__Exercise brief__
Look through the entries below and report every line that has "OrderLine".

__Records to use__
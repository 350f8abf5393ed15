//! 포지션 스냅샷을 텍스트 리포트로 변환하는 순수 함수.
//!
//! I/O와 실패 경로가 없으며, 같은 입력에 대해 항상 같은 텍스트를
//! 생성합니다. 이 모듈이 포맷팅의 단위 테스트 표면입니다.

use posbot_core::{OrderKind, OrderLine, Position};

/// 오픈 포지션이 없을 때의 고정 응답.
const NO_POSITION_TEXT: &str = "No open positions";

/// 포지션/오픈 주문 스냅샷을 상태 리포트로 포맷합니다.
///
/// 포지션이 없거나 수량이 0이면 고정된 "No open positions" 메시지를
/// 반환합니다. 주문 라인은 거래소가 반환한 순서를 그대로 유지합니다.
pub fn format_status(position: Option<&Position>, orders: &[OrderLine]) -> String {
    let Some(position) = position.filter(|p| !p.is_flat()) else {
        return NO_POSITION_TEXT.to_string();
    };

    let mut text = String::from("---------- POSITION ----------\n\n");
    text.push_str(&format!("Side:   {}\n", position.side()));
    text.push_str(&format!("Base:   {}\n", position.isolated_wallet));
    text.push_str(&format!("Leverage:    {}\n", position.leverage));
    text.push_str(&format!("Entry Price:   {}\n", position.entry_price));

    for order in orders {
        match (&order.kind, order.price_rate) {
            (OrderKind::TrailingStopMarket, Some(rate)) => {
                text.push_str(&format!(
                    "{}: activation price:   {} | price rate: {}\n",
                    order.kind, order.display_price, rate
                ));
            }
            _ => {
                text.push_str(&format!("{}:   {}\n", order.kind, order.display_price));
            }
        }
    }

    text.push_str("\n\n");
    text.push_str(&format!("Current price: {:.2}", position.mark_price));
    text.push_str(&format!("\nProfit: $ {:.2}", position.unrealized_profit));

    text
}

/// 지원하는 명령어를 나열하는 고정 도움말.
pub fn format_help() -> String {
    "/bot_status -- Give status report\n/help -- Show commands".to_string()
}
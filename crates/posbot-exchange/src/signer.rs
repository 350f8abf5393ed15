//! 서명된 요청을 위한 정규 쿼리 문자열 및 HMAC-SHA256 서명.
//!
//! 서버는 서명 검증 시 쿼리 문자열을 바이트 단위로 재현하므로,
//! 정규화는 파라미터 삽입 순서를 그대로 보존해야 합니다.

use hmac::{Hmac, Mac};
use secrecy::{ExposeSecret, SecretString};
use sha2::Sha256;

type HmacSha256 = Hmac<Sha256>;

/// 파라미터 목록에서 정규 쿼리 문자열을 생성합니다.
///
/// `key=value` 쌍을 슬라이스 순서 그대로 `&`로 연결합니다. 정렬하지 않으며,
/// 마지막에 구분자를 붙이지 않습니다. `signature`를 제외한 모든 파라미터가
/// 확정된 뒤에 호출해야 합니다.
pub fn canonical_query(params: &[(&str, String)]) -> String {
    params
        .iter()
        .map(|(k, v)| format!("{}={}", k, v))
        .collect::<Vec<_>>()
        .join("&")
}

/// 정규 쿼리 문자열을 HMAC-SHA256으로 서명합니다.
///
/// 시크릿을 키로 사용하며 결과를 소문자 16진수로 반환합니다.
/// 부수 효과가 없는 결정적 함수입니다.
pub fn sign(secret: &SecretString, query: &str) -> String {
    let mut mac = HmacSha256::new_from_slice(secret.expose_secret().as_bytes())
        .expect("HMAC can take key of any size");
    mac.update(query.as_bytes());
    hex::encode(mac.finalize().into_bytes())
}

#[cfg(test)]
mod tests {
    use super::*;

    fn secret(s: &str) -> SecretString {
        SecretString::from(s.to_string())
    }

    #[test]
    fn test_sign_known_vector() {
        // Binance API 문서의 서명 예제
        // https://binance-docs.github.io/apidocs/futures/en/#signed-trade-and-user_data-endpoint-security
        let secret = secret("NhqPtmdSJYdKjVHjA7PZj4Mge3R5YNiP1e3UZjInClVN65XAbvqqM6A7H5fATj0j");
        let query = "symbol=LTCBTC&side=BUY&type=LIMIT&timeInForce=GTC&quantity=1&price=0.1&recvWindow=5000&timestamp=1499827319559";

        assert_eq!(
            sign(&secret, query),
            "c8db56825ae71d6d79447849e617115f4a920fa2acdcab2b053c4b2838bd6b71"
        );
    }

    #[test]
    fn test_sign_deterministic() {
        let secret = secret("secret");
        let query = "timestamp=1000&symbol=BTCUSDT&recvWindow=10000";

        assert_eq!(sign(&secret, query), sign(&secret, query));
    }

    #[test]
    fn test_sign_sensitive_to_input() {
        let secret_a = secret("secret");
        let secret_b = secret("secrez");
        let query = "timestamp=1000&symbol=BTCUSDT";
        let perturbed = "timestamp=1001&symbol=BTCUSDT";

        assert_ne!(sign(&secret_a, query), sign(&secret_a, perturbed));
        assert_ne!(sign(&secret_a, query), sign(&secret_b, query));
    }

    #[test]
    fn test_sign_is_lowercase_hex() {
        let signature = sign(&secret("secret"), "a=1");

        assert_eq!(signature.len(), 64);
        assert!(signature
            .chars()
            .all(|c| c.is_ascii_digit() || ('a'..='f').contains(&c)));
    }

    #[test]
    fn test_canonical_query_preserves_order() {
        let params = [
            ("timestamp", "1000".to_string()),
            ("symbol", "BTCUSDT".to_string()),
            ("recvWindow", "10000".to_string()),
        ];

        assert_eq!(
            canonical_query(&params),
            "timestamp=1000&symbol=BTCUSDT&recvWindow=10000"
        );
    }

    #[test]
    fn test_canonical_query_append_keeps_prefix() {
        let mut params = vec![
            ("zebra", "1".to_string()),
            ("alpha", "2".to_string()),
        ];
        let before = canonical_query(&params);

        params.push(("middle", "3".to_string()));
        let after = canonical_query(&params);

        assert!(after.starts_with(&before));
        assert_eq!(after, "zebra=1&alpha=2&middle=3");
    }

    #[test]
    fn test_canonical_query_empty_and_single() {
        assert_eq!(canonical_query(&[]), "");
        assert_eq!(
            canonical_query(&[("symbol", "BTCUSDT".to_string())]),
            "symbol=BTCUSDT"
        );
    }
}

__Task result__
use posbot_core::{OrderKind, OrderLine, Position};
pub fn format_status(position: Option<&Position>, orders: &[OrderLine]) -> String {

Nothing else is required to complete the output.